A man who arrived in Seattle a couple of weeks ago used a fake name to get a job at a strip club, then used his insider knowledge of the business to bind the manager with duct tape and steal $3,000 — much of it in $1 bills — at gunpoint, according to King County prosecutors.
It took Seattle police detectives just three days to organize a surveillance and arrest operation at a downtown apartment building and uncover Tyre M. Johnson’s true identity after the Dec. 15 robbery at Kittens Cabaret, a strip club on Fourth Avenue South in Seattle’s Georgetown neighborhood, charging papers say.
Johnson, 31, was arrested Dec. 18 when he came out of the building on Pine Street and Second Avenue where he had rented a fifth-floor apartment advertised on Airbnb. He has been charged with first-degree kidnapping and first-degree robbery. He is being held in lieu of $500,000 bail and is scheduled to be arraigned Jan. 6, jail and court records show.
The charges filed Monday don’t indicate where Johnson is from, but note he has previously been arrested in New Jersey and Pennsylvania and had what appeared to be an identification card issued in Texas.
Senior Deputy Prosecutor Christian Brown wrote in charging papers that Johnson had only been in Washington for two weeks and during “that time period the defendant methodically set up his plan for this violent kidnapping and robbery.”
Brown went on to note that Johnson “has zero ties to this community and appears to have been passing through the state in order to commit his violent felonies.”
Johnson used a fake name to get a job at Kittens Cabaret, worked there “to understand functions and operations of the business,” then used a ploy to get the manager alone in the manager’s office, Brown wrote.
According to the charges:
Just before 1:30 p.m. on Dec. 15, a recently hired staff member known as Jonathan Egan went to Kittens Cabaret and approached the manager in the main room, claiming his paycheck didn’t reflect the hours he had worked. The two men went to the manager’s private office, which is equipped with a security camera.
The camera captured footage of the robbery, which shows the manager making photocopies of the employee’s documents before the employee pulled a silver revolver and a roll of duct tape from his backpack. The employee held the manager at gunpoint as the manager wrapped duct tape across his mouth and head.
The employee forced the manager to walk over to a safe, then had him kneel on the floor facing the wall. The employee took cash from the safe, as well as money that had been packed into bank bags, and piled it on a couch. Holding the gun to the manager’s head, the employee got him to walk back to his desk, where the employee bound the manager’s hands and feet with duct tape. He filled his backpack with the stolen money and walked out.
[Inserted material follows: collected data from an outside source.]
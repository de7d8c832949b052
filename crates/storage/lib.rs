mod cache;
pub mod error;
pub mod fork;
pub mod rpc;
pub mod snapshot;
mod state_manager;

pub use cache::{CodeCache, StateCache};
pub use error::{ForkError, StateError};
pub use fork::{AccountProof, BlockTag, ForkCoordinator, ForkTransport};
pub use rpc::HttpForkTransport;
pub use snapshot::{AccountSnapshot, FileStatePersister, SerializableState, StatePersister};
pub use state_manager::StateManager;

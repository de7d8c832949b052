use ethereum_types::{H256, U256};
use lazy_static::lazy_static;

use crate::utils::keccak;

pub const RLP_NULL: u8 = 0x80;
pub const RLP_EMPTY_LIST: u8 = 0xc0;

pub const GWEI_TO_WEI: u64 = 1_000_000_000;
pub const ETHER_TO_WEI: u128 = 1_000_000_000_000_000_000;

// === Transaction gas costs ===

pub const TX_GAS_COST: u64 = 21000;
pub const TX_CREATE_GAS_COST: u64 = 53000;
pub const TX_DATA_ZERO_GAS_COST: u64 = 4;
pub const TX_DATA_NON_ZERO_GAS: u64 = 68;
pub const TX_DATA_NON_ZERO_GAS_EIP2028: u64 = 16;
pub const TX_INIT_CODE_WORD_GAS_COST: u64 = 2;
pub const TX_ACCESS_LIST_ADDRESS_GAS: u64 = 2400;
pub const TX_ACCESS_LIST_STORAGE_KEY_GAS: u64 = 1900;
pub const MAX_INITCODE_SIZE: usize = 2 * 24 * 1024;

// === EIP-1559 constants ===

pub const INITIAL_BASE_FEE: u64 = 1_000_000_000;
pub const BASE_FEE_MAX_CHANGE_DENOMINATOR: u64 = 8;
pub const ELASTICITY_MULTIPLIER: u64 = 2;
pub const GAS_LIMIT_BOUND_DIVISOR: u64 = 1024;
pub const MIN_GAS_LIMIT: u64 = 5000;

// === EIP-4844 constants ===

/// Gas consumption of a single data blob (== blob byte size).
pub const GAS_PER_BLOB: u64 = 1 << 17;

// Minimum base fee per blob
pub const MIN_BASE_FEE_PER_BLOB_GAS: u64 = 1;

// === Ommer rewards ===

/// Distance past which an ommer no longer earns anything.
pub const MAX_OMMER_DEPTH: u64 = 8;
/// Divisor applied to the block reward for each ommer included.
pub const OMMER_INCLUSION_REWARD_DIVISOR: u64 = 32;

lazy_static! {
    /// keccak256(rlp("")), the root of a trie with no entries.
    pub static ref EMPTY_TRIE_HASH: H256 = keccak([RLP_NULL]);
    /// keccak256(""), the code hash of an account without code.
    pub static ref EMPTY_KECCACK_HASH: H256 = keccak(b"");
    /// keccak256(rlp([])), the ommers hash of a block without ommers.
    pub static ref DEFAULT_OMMERS_HASH: H256 = keccak([RLP_EMPTY_LIST]);
}

pub fn ether(amount: u64) -> U256 {
    U256::from(amount) * U256::from(ETHER_TO_WEI)
}

pub fn gwei(amount: u64) -> U256 {
    U256::from(amount) * U256::from(GWEI_TO_WEI)
}
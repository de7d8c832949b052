use std::time::{SystemTime, UNIX_EPOCH};

use bytes::Bytes;
use tevm_common::{
    Address, Bloom, H256, U256,
    constants::DEFAULT_OMMERS_HASH,
    types::{
        Block, BlockBody, BlockHeader, Receipt, Transaction, Withdrawal, calc_excess_blob_gas,
        calculate_base_fee_per_gas, compute_receipts_root, compute_transactions_root,
        compute_withdrawals_root,
    },
};
use tracing::{debug, warn};

use crate::{
    errors::{BuilderError, VmError},
    run_block::{assign_block_rewards, process_withdrawals},
    run_tx::{RunTxOpts, RunTxResult, run_tx},
    vm::Vm,
};

#[derive(Debug, Clone, Copy, PartialEq, Eq)]
pub enum BuildStatus {
    Pending,
    Built,
    Reverted,
}

/// Header values that override what is derived from the parent.
#[derive(Debug, Clone, Default)]
pub struct HeaderData {
    pub number: Option<u64>,
    pub coinbase: Option<Address>,
    pub timestamp: Option<u64>,
    pub gas_limit: Option<u64>,
    pub difficulty: Option<U256>,
    pub extra_data: Option<Bytes>,
    pub prev_randao: Option<H256>,
    pub base_fee_per_gas: Option<u64>,
    pub excess_blob_gas: Option<u64>,
    pub parent_beacon_block_root: Option<H256>,
}

#[derive(Debug, Clone, Default)]
pub struct BuildBlockOpts {
    pub parent: BlockHeader,
    pub header_data: HeaderData,
    pub withdrawals: Option<Vec<Withdrawal>>,
}

#[derive(Debug, Clone, Copy, Default)]
pub struct AddTxOpts {
    /// Executes as this sender instead of the one recovered from the signature
    pub sender: Option<Address>,
    pub skip_nonce: bool,
    pub skip_balance: bool,
    pub skip_hardfork_validation: bool,
}

/// Proof of work seal applied when building.
#[derive(Debug, Clone, Copy, Default)]
pub struct SealOpts {
    pub nonce: u64,
    pub mix_hash: H256,
}

/// Assembles a block one transaction at a time on top of the VM state.
///
/// The builder holds a checkpoint for its whole life: `build` commits it,
/// `revert` (or dropping a pending builder) discards it.
#[derive(Debug)]
pub struct BlockBuilder<'vm> {
    vm: &'vm mut Vm,
    header: BlockHeader,
    withdrawals: Option<Vec<Withdrawal>>,
    transactions: Vec<Transaction>,
    receipts: Vec<Receipt>,
    results: Vec<RunTxResult>,
    gas_used: u64,
    blob_gas_used: u64,
    logs_bloom: Bloom,
    status: BuildStatus,
}

fn unix_timestamp() -> u64 {
    SystemTime::now()
        .duration_since(UNIX_EPOCH)
        .map(|elapsed| elapsed.as_secs())
        .unwrap_or_default()
}

/// Starts a new block on top of `opts.parent`.
pub fn build_block(vm: &mut Vm, opts: BuildBlockOpts) -> BlockBuilder<'_> {
    let BuildBlockOpts {
        parent,
        header_data,
        withdrawals,
    } = opts;
    let config = vm.config;

    let base_fee_per_gas = config
        .is_london_activated()
        .then(|| {
            header_data
                .base_fee_per_gas
                .unwrap_or_else(|| calculate_base_fee_per_gas(&parent))
        });
    let excess_blob_gas = config.get_fork_blob_schedule().map(|schedule| {
        header_data.excess_blob_gas.unwrap_or_else(|| {
            calc_excess_blob_gas(
                parent.excess_blob_gas.unwrap_or_default(),
                parent.blob_gas_used.unwrap_or_default(),
                schedule.target_blob_gas(),
            )
        })
    });
    let cancun = config.is_cancun_activated();
    let shanghai = config.is_shanghai_activated();

    let header = BlockHeader {
        parent_hash: parent.hash(),
        ommers_hash: *DEFAULT_OMMERS_HASH,
        coinbase: header_data.coinbase.unwrap_or_default(),
        number: header_data.number.unwrap_or(parent.number + 1),
        gas_limit: header_data.gas_limit.unwrap_or(parent.gas_limit),
        timestamp: header_data
            .timestamp
            .unwrap_or_else(|| unix_timestamp().max(parent.timestamp + 1)),
        difficulty: header_data.difficulty.unwrap_or(if config.is_pow() {
            parent.difficulty
        } else {
            U256::zero()
        }),
        extra_data: header_data.extra_data.unwrap_or_default(),
        prev_randao: header_data.prev_randao.unwrap_or_default(),
        base_fee_per_gas,
        excess_blob_gas: if cancun { excess_blob_gas } else { None },
        blob_gas_used: cancun.then_some(0),
        parent_beacon_block_root: cancun
            .then(|| header_data.parent_beacon_block_root.unwrap_or_default()),
        ..BlockHeader::empty()
    };
    let withdrawals = shanghai.then(|| withdrawals.unwrap_or_default());

    vm.state.checkpoint();
    debug!(number = header.number, "Building block");
    BlockBuilder {
        vm,
        header,
        withdrawals,
        transactions: Vec::new(),
        receipts: Vec::new(),
        results: Vec::new(),
        gas_used: 0,
        blob_gas_used: 0,
        logs_bloom: Bloom::zero(),
        status: BuildStatus::Pending,
    }
}

impl BlockBuilder<'_> {
    pub fn status(&self) -> BuildStatus {
        self.status
    }

    pub fn header(&self) -> &BlockHeader {
        &self.header
    }

    pub fn gas_used(&self) -> u64 {
        self.gas_used
    }

    pub fn gas_left(&self) -> u64 {
        self.header.gas_limit.saturating_sub(self.gas_used)
    }

    pub fn transactions(&self) -> &[Transaction] {
        &self.transactions
    }

    pub fn receipts(&self) -> &[Receipt] {
        &self.receipts
    }

    pub fn results(&self) -> &[RunTxResult] {
        &self.results
    }

    pub fn vm(&mut self) -> &mut Vm {
        self.vm
    }

    fn ensure_pending(&self) -> Result<(), BuilderError> {
        match self.status {
            BuildStatus::Pending => Ok(()),
            status => Err(BuilderError::AlreadyFinalized(status)),
        }
    }

    /// Runs `tx` on top of the transactions already in the block.
    pub async fn add_transaction(
        &mut self,
        tx: Transaction,
        opts: AddTxOpts,
    ) -> Result<RunTxResult, VmError> {
        self.ensure_pending()?;
        let available = self.gas_left();
        if tx.gas_limit() > available {
            return Err(BuilderError::GasLimitExceeded {
                gas_limit: tx.gas_limit(),
                available,
            }
            .into());
        }
        if let Some(schedule) = self.vm.config.get_fork_blob_schedule() {
            let blob_gas = self.blob_gas_used + tx.blob_gas();
            if blob_gas > schedule.max_blob_gas() {
                return Err(BuilderError::BlobGasLimitExceeded {
                    blob_gas,
                    max: schedule.max_blob_gas(),
                }
                .into());
            }
        }

        let result = run_tx(
            self.vm,
            RunTxOpts {
                tx: tx.clone(),
                sender: opts.sender,
                block: Some(self.header.clone()),
                block_gas_used: self.gas_used,
                skip_nonce: opts.skip_nonce,
                skip_balance: opts.skip_balance,
                skip_hardfork_validation: opts.skip_hardfork_validation,
                ..Default::default()
            },
        )
        .await?;

        self.gas_used += result.total_gas_spent;
        self.blob_gas_used += result.blob_gas_used.unwrap_or_default();
        self.logs_bloom.accrue_bloom(&result.bloom);
        self.transactions.push(tx);
        self.receipts.push(result.receipt.clone());
        self.results.push(result.clone());
        Ok(result)
    }

    /// Pays rewards and withdrawals, seals the header and commits the block
    /// state.
    pub async fn build(&mut self, seal: Option<SealOpts>) -> Result<Block, VmError> {
        self.ensure_pending()?;
        if let Some(withdrawals) = &self.withdrawals {
            process_withdrawals(&mut self.vm.state, withdrawals).await?;
        }
        if self.vm.config.is_pow() {
            assign_block_rewards(self.vm, &self.header, &[]).await?;
        }

        let mut header = self.header.clone();
        header.state_root = self.vm.state.state_root();
        header.transactions_root = compute_transactions_root(&self.transactions);
        header.receipts_root = compute_receipts_root(&self.receipts);
        header.logs_bloom = self.logs_bloom;
        header.gas_used = self.gas_used;
        if header.blob_gas_used.is_some() {
            header.blob_gas_used = Some(self.blob_gas_used);
        }
        header.withdrawals_root = self.withdrawals.as_deref().map(compute_withdrawals_root);
        if let Some(seal) = seal {
            header.nonce = seal.nonce;
            header.prev_randao = seal.mix_hash;
        }

        self.vm.state.commit()?;
        self.status = BuildStatus::Built;
        self.header = header.clone();
        debug!(
            number = header.number,
            txs = self.transactions.len(),
            gas_used = self.gas_used,
            "Block built"
        );
        Ok(Block::new(
            header,
            BlockBody {
                transactions: self.transactions.clone(),
                ommers: Vec::new(),
                withdrawals: self.withdrawals.clone(),
            },
        ))
    }

    /// Throws away every change made by the builder.
    pub fn revert(&mut self) -> Result<(), VmError> {
        self.ensure_pending()?;
        self.vm.state.revert()?;
        self.status = BuildStatus::Reverted;
        Ok(())
    }
}

impl Drop for BlockBuilder<'_> {
    fn drop(&mut self) {
        if self.status == BuildStatus::Pending {
            if let Err(err) = self.vm.state.revert() {
                warn!(%err, "Failed to revert abandoned block builder");
            }
        }
    }
}

#[cfg(test)]
mod tests {
    use secp256k1::SecretKey;
    use tevm_common::{
        constants::{EMPTY_TRIE_HASH, ether},
        types::{AccountState, ChainConfig, EIP1559Transaction, Fork, TxKind},
    };
    use tevm_storage::StateManager;

    use super::*;
    use crate::run_block::{RunBlockOpts, run_block};

    fn key() -> SecretKey {
        SecretKey::from_slice(&[0x22; 32]).unwrap()
    }

    fn transfer(nonce: u64, gas_limit: u64) -> Transaction {
        let mut tx = Transaction::EIP1559Transaction(EIP1559Transaction {
            chain_id: 1,
            nonce,
            max_priority_fee_per_gas: 1_000_000_000,
            max_fee_per_gas: 2_000_000_000,
            gas_limit,
            to: TxKind::Call(Address::repeat_byte(0xbb)),
            value: U256::from(1),
            ..Default::default()
        });
        tx.sign(&key(), Some(1));
        tx
    }

    fn vm() -> Vm {
        let mut state = StateManager::new();
        let sender = transfer(0, 21000).sender().unwrap();
        state.put_account(sender, AccountState::with_balance(ether(1)));
        Vm::new(ChainConfig::new(1, Fork::Cancun), state)
    }

    fn parent() -> BlockHeader {
        BlockHeader {
            number: 7,
            gas_limit: 30_000_000,
            gas_used: 15_000_000,
            timestamp: 1_000,
            base_fee_per_gas: Some(1_000_000_000),
            excess_blob_gas: Some(0),
            blob_gas_used: Some(0),
            ..BlockHeader::empty()
        }
    }

    #[test]
    fn header_derived_from_parent() {
        let mut vm = vm();
        let builder = build_block(
            &mut vm,
            BuildBlockOpts {
                parent: parent(),
                header_data: HeaderData {
                    timestamp: Some(2_000),
                    ..Default::default()
                },
                withdrawals: None,
            },
        );
        let header = builder.header();
        assert_eq!(header.number, 8);
        assert_eq!(header.parent_hash, parent().hash());
        assert_eq!(header.gas_limit, 30_000_000);
        assert_eq!(header.base_fee_per_gas, Some(1_000_000_000));
        assert_eq!(header.excess_blob_gas, Some(0));
        assert_eq!(header.parent_beacon_block_root, Some(H256::zero()));
        assert_eq!(header.timestamp, 2_000);
    }

    #[tokio::test]
    async fn built_block_is_valid() {
        let mut vm = vm();
        let block = {
            let mut builder = build_block(
                &mut vm,
                BuildBlockOpts {
                    parent: parent(),
                    ..Default::default()
                },
            );
            builder
                .add_transaction(transfer(0, 21000), AddTxOpts::default())
                .await
                .unwrap();
            builder
                .add_transaction(transfer(1, 21000), AddTxOpts::default())
                .await
                .unwrap();
            let block = builder.build(None).await.unwrap();
            assert_eq!(builder.status(), BuildStatus::Built);
            assert!(matches!(
                builder.build(None).await,
                Err(VmError::Builder(BuilderError::AlreadyFinalized(BuildStatus::Built)))
            ));
            block
        };
        assert_eq!(block.header.gas_used, 42000);
        assert_eq!(block.header.withdrawals_root, Some(*EMPTY_TRIE_HASH));
        assert_eq!(block.header.state_root, vm.state.state_root());
        assert_eq!(vm.state.checkpoint_depth(), 0);

        let mut replay = self::vm();
        run_block(
            &mut replay,
            RunBlockOpts {
                block,
                ..Default::default()
            },
        )
        .await
        .unwrap();
    }

    #[tokio::test]
    async fn rejects_transactions_over_the_gas_left() {
        let mut vm = vm();
        let mut builder = build_block(
            &mut vm,
            BuildBlockOpts {
                parent: BlockHeader {
                    gas_limit: 30_000,
                    gas_used: 15_000,
                    ..parent()
                },
                ..Default::default()
            },
        );
        builder
            .add_transaction(transfer(0, 21000), AddTxOpts::default())
            .await
            .unwrap();
        let err = builder
            .add_transaction(transfer(1, 21000), AddTxOpts::default())
            .await
            .unwrap_err();
        assert!(matches!(
            err,
            VmError::Builder(BuilderError::GasLimitExceeded {
                gas_limit: 21000,
                available: 9000
            })
        ));
    }

    #[tokio::test]
    async fn revert_discards_changes() {
        let mut vm = vm();
        let root = vm.state.state_root();
        {
            let mut builder = build_block(
                &mut vm,
                BuildBlockOpts {
                    parent: parent(),
                    ..Default::default()
                },
            );
            builder
                .add_transaction(transfer(0, 21000), AddTxOpts::default())
                .await
                .unwrap();
            builder.revert().unwrap();
            assert!(matches!(
                builder.revert(),
                Err(VmError::Builder(BuilderError::AlreadyFinalized(BuildStatus::Reverted)))
            ));
        }
        assert_eq!(vm.state.state_root(), root);

        // Dropping a pending builder reverts too.
        {
            let mut builder = build_block(
                &mut vm,
                BuildBlockOpts {
                    parent: parent(),
                    ..Default::default()
                },
            );
            builder
                .add_transaction(transfer(0, 21000), AddTxOpts::default())
                .await
                .unwrap();
        }
        assert_eq!(vm.state.state_root(), root);
        assert_eq!(vm.state.checkpoint_depth(), 0);
    }
}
The manager was able to free his hands and call 911, then hopped to his office door and alerted his staff about the robbery.
Police arrived and quickly determined most of the information in the employee’s personnel file was false. A female employee provided detectives with a phone number for the man she knew as Jonathan, which turned out to be a prepaid phone with a Portland area code. Staff also told police the employee claimed to have a girlfriend attending the University of Washington.
Detectives obtained a warrant for the employee’s phone number and found another phone number that had been in contact with the phone before and after the robbery. That number ultimately led them to a 22-year-old woman.
She told detectives she knew the suspect as Tyre Taylor and had been at his apartment on the night of the robbery. She described seeing a large amount of cash spread across his table and said they’d gone to dinner that night: “(S)he recalled that it was an expensive dinner and the suspect paid the bill with a large quantity of one (1) dollar bills,” the charges say.
The woman showed detectives the location of her boyfriend’s apartment and pointed out his fifth-floor window overlooking Second Avenue. A detective found an Airbnb listing for the location and photos of the property matched the furnishings and décor the woman had described.
Just before 2:30 p.m. on Dec. 18, a man matching the suspect’s description was seen leaving the building and was stopped by police.
Detectives obtained a search warrant for the apartment and found two loaded handguns, a quantity of $1 bills, clothes worn by the suspect during the robbery and a handwritten ledger. The ledger includes the date of the robbery, next to the words “Kittens Cabaret.” It indicates the “gain” was $3,000 and shows $1,000 was spent at Bellevue Square, $1,000 was used to pay for the apartment rental through Christmas Eve, and $500 had been given to the 22-year-old woman. The ledger’s last line shows there was $300 or $500 remaining, the charges say.